Senior Research Analyst at FXTM
Trading
on the Nigerian Stock Exchange (NSE) maintained a lackluster mood on Wednesday
with the All-Share Index dipping 0.17 percent, thanks to a decline in banking
stocks.
One of
the biggest losers was Royal Exchange Plc which declined 10% to trade around
0.27 Naira as of writing. Given the ongoing uncertainty presented by COVID-19,
and recent depreciation in Oil prices primarily fueled by signs of the
coronavirus fallout weighing on the energy sector, appetite towards local
stocks may remain muted.
South Africa
publishes shocking GDP data
Words
fail to describe South Africa’s shocking and surreal gross domestic product
data for Q2. Economic growth contracted by a heart-stopping 51% q/q during the
second quarter of 2020 thanks to the impacts of lockdown restrictions since the
end of March 2020. This is the steepest decline since 1990 and raises concerns
over the outlook for Africa’s most industrialized nation. It must be kept in
mind that South Africa was already in a vulnerable situation before the
coronavirus menace sunk its poisonous fangs into core services and sectors. The
negative impacts continue to be reflected in economic data, as the country
struggles to nurse deep wounds inflicted from tough lockdowns and rising
coronavirus cases.
Expectations
are set to mount over the South African Central Bank cutting interest rates for
the sixth time this year to jumpstart economic growth. Given how inflationary
pressures remain muted with consumer prices around 3.2%, this offers the SARB
enough breathing room pull the rate cut trigger potentially in September or
November. The key question is whether lower interest will breathe life into an
economy entangled in a fierce battle against multiple risks. As of now, South
Africa is predicted to experience its worst economic contraction since the
Great Depression in the 1930s.
Despite
all of this negativity, the Rand is standing tall against the Dollar and other
G10 currencies today. It has even appreciated across the board since the start
of September and has offered a mixed performance across the FX space
quarter-to-date.
The
South African Rand remains influenced by external drivers in the form of
COVID-19 developments, US-China trade and global sentiment. If the market mood
improves this week and investors able to shake concerns over possible a delay
in the COVID-19 vaccine, this may bode well for the Rand.
Dollar bulls
stage a comeback
After
being badly mistreated by G10, Asian and Emerging market currencies over the
past few months, the Dollar has had enough.
The
former king of the currency markets is on a mission to reclaim dominance,
appreciating across the board after a sell-off in stock markets prompted
investors to rush towards safe-haven destinations. Dollar bulls seem to be deriving
strength from not only concerns over a possible delay in the Covid-19 vaccine
but the recent U.S jobs report showing a decline in the U.S unemployment rate
and jump in U.S Treasury yields.
With
the Dollar Index trading at levels not seen in four weeks around 96.30 and
appreciating over 1.5% since the start of September, are bulls back in the
game?
Looking
at the technical picture, a rebound may be on the cards on the weekly timeframe
following the solid move above 93.00. A weekly close beyond this point could
suggest an incline towards 94.00 and 96.00 in the medium term. If 94.00 proves to be reliable resistance,
the DXY may find itself sinking back towards 93.00 and 91.15.
On the
daily timeframe, prices remain in a wide range with support at 92.20 and
resistance around 94.00. A daily close above 94.00 could inject bulls with
enough inspiration to target 94.65 which then opens the doors towards 93.00 and
beyond.
The
question on the mind of many investors is whether the Dollar is able to
maintain this current burst of confidence and majesty across the FX space.

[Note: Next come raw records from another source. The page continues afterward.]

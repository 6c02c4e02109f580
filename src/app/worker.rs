//! The transcription worker task.
//!
//! The orchestrator never touches the engine directly: a spawned task owns
//! the engine handle and the single live model, and everything crosses the
//! boundary as owned values over channels. Model swaps serialize through the
//! task's command loop, so the previous model is always disposed before its
//! replacement loads.

use std::sync::Arc;

use tokio::sync::{mpsc, oneshot};
use tokio::task::AbortHandle;
use tracing::{debug, info, warn};

use crate::domain::{PcmBuffer, PipelineError, RawTranscription};
use crate::ports::engine::{
    EngineEventSender, InferenceOptions, ModelHandle, ModelSpec, SpeechEngine,
};

/// Commands accepted by the worker task.
pub enum WorkerCommand {
    LoadModel {
        spec: ModelSpec,
        events: EngineEventSender,
        reply: oneshot::Sender<Result<(), PipelineError>>,
    },
    Transcribe {
        audio: PcmBuffer,
        options: InferenceOptions,
        events: EngineEventSender,
        reply: oneshot::Sender<Result<RawTranscription, PipelineError>>,
    },
}

/// Cheap-to-clone client handle for a running worker task.
#[derive(Clone)]
pub struct WorkerClient {
    commands: mpsc::Sender<WorkerCommand>,
    abort: AbortHandle,
}

impl WorkerClient {
    /// Spawn the worker and wait for its readiness handshake.
    ///
    /// Readiness is a oneshot the task resolves exactly once; there is no
    /// retry loop and no polling.
    pub async fn spawn(engine: Arc<dyn SpeechEngine>) -> Result<Self, PipelineError> {
        let (commands, receiver) = mpsc::channel(8);
        let (ready_tx, ready_rx) = oneshot::channel();

        let handle = tokio::spawn(worker_loop(engine, receiver, ready_tx));
        let abort = handle.abort_handle();

        ready_rx.await.map_err(|_| {
            PipelineError::WorkerUnavailable("worker exited before readiness".to_string())
        })?;

        info!("Transcription worker ready");
        Ok(Self { commands, abort })
    }

    /// Ensure the worker has `spec` loaded, swapping out any other model.
    pub async fn load_model(
        &self,
        spec: ModelSpec,
        events: EngineEventSender,
    ) -> Result<(), PipelineError> {
        let (reply, response) = oneshot::channel();
        self.commands
            .send(WorkerCommand::LoadModel {
                spec,
                events,
                reply,
            })
            .await
            .map_err(|_| PipelineError::WorkerUnavailable("worker channel closed".to_string()))?;

        response.await.map_err(|_| {
            PipelineError::WorkerCommunication("no reply to model load".to_string())
        })?
    }

    /// Run inference on the currently loaded model.
    pub async fn transcribe(
        &self,
        audio: PcmBuffer,
        options: InferenceOptions,
        events: EngineEventSender,
    ) -> Result<RawTranscription, PipelineError> {
        let (reply, response) = oneshot::channel();
        self.commands
            .send(WorkerCommand::Transcribe {
                audio,
                options,
                events,
                reply,
            })
            .await
            .map_err(|_| PipelineError::WorkerUnavailable("worker channel closed".to_string()))?;

        response.await.map_err(|_| {
            PipelineError::WorkerCommunication("no reply to transcription".to_string())
        })?
    }

    /// Immediately and unconditionally stop the worker.
    ///
    /// Any in-flight job is discarded without a completion message.
    pub fn terminate(self) {
        self.abort.abort();
        info!("Transcription worker terminated");
    }
}

async fn worker_loop(
    engine: Arc<dyn SpeechEngine>,
    mut commands: mpsc::Receiver<WorkerCommand>,
    ready: oneshot::Sender<()>,
) {
    let _ = ready.send(());
    let mut model: Option<Box<dyn ModelHandle>> = None;

    while let Some(command) = commands.recv().await {
        match command {
            WorkerCommand::LoadModel {
                spec,
                events,
                reply,
            } => {
                let result = ensure_model(&*engine, &mut model, &spec, events).await;
                let _ = reply.send(result);
            }
            WorkerCommand::Transcribe {
                audio,
                options,
                events,
                reply,
            } => {
                let result = match model.as_deref() {
                    Some(handle) => engine.transcribe(handle, &audio, &options, events).await,
                    None => Err(PipelineError::ModelLoad(
                        "no model loaded in worker".to_string(),
                    )),
                };
                let _ = reply.send(result);
            }
        }
    }

    dispose(&mut model);
    debug!("Worker loop exited");
}

/// Load `spec` unless it is already live, disposing the previous model first.
async fn ensure_model(
    engine: &dyn SpeechEngine,
    model: &mut Option<Box<dyn ModelHandle>>,
    spec: &ModelSpec,
    events: EngineEventSender,
) -> Result<(), PipelineError> {
    if let Some(current) = model.as_deref() {
        if current.model_id() == spec.model_id {
            debug!(model = %spec.model_id, "Model already loaded");
            return Ok(());
        }
        info!(
            from = current.model_id(),
            to = %spec.model_id,
            "Swapping recognition model"
        );
        dispose(model);
    }

    let handle = engine.load_model(spec, events).await?;
    info!(model = %spec.model_id, "Model loaded");
    *model = Some(handle);
    Ok(())
}

/// Best-effort disposal. Failures are logged, never propagated.
fn dispose(model: &mut Option<Box<dyn ModelHandle>>) {
    if let Some(handle) = model.take() {
        let id = handle.model_id().to_string();
        if let Err(err) = handle.dispose() {
            warn!(model = %id, error = %err, "Model disposal failed");
        } else {
            debug!(model = %id, "Model disposed");
        }
    }
}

Although the currency is still considered as a safe-haven currency and the
worlds reserve currency, it has weakened against every single G10 currency this
quarter.
Negative
themes in the form of rising coronavirus cases in the United States and
political uncertainty ahead of Novembers presidential election may limit the
Dollar’s upside gains. Given the fundamental forces influencing the Dollar’s
longer-term outlook, prices still have the potential to decline with a move
below 92.00 on the monthly timeframe acting as an early signal.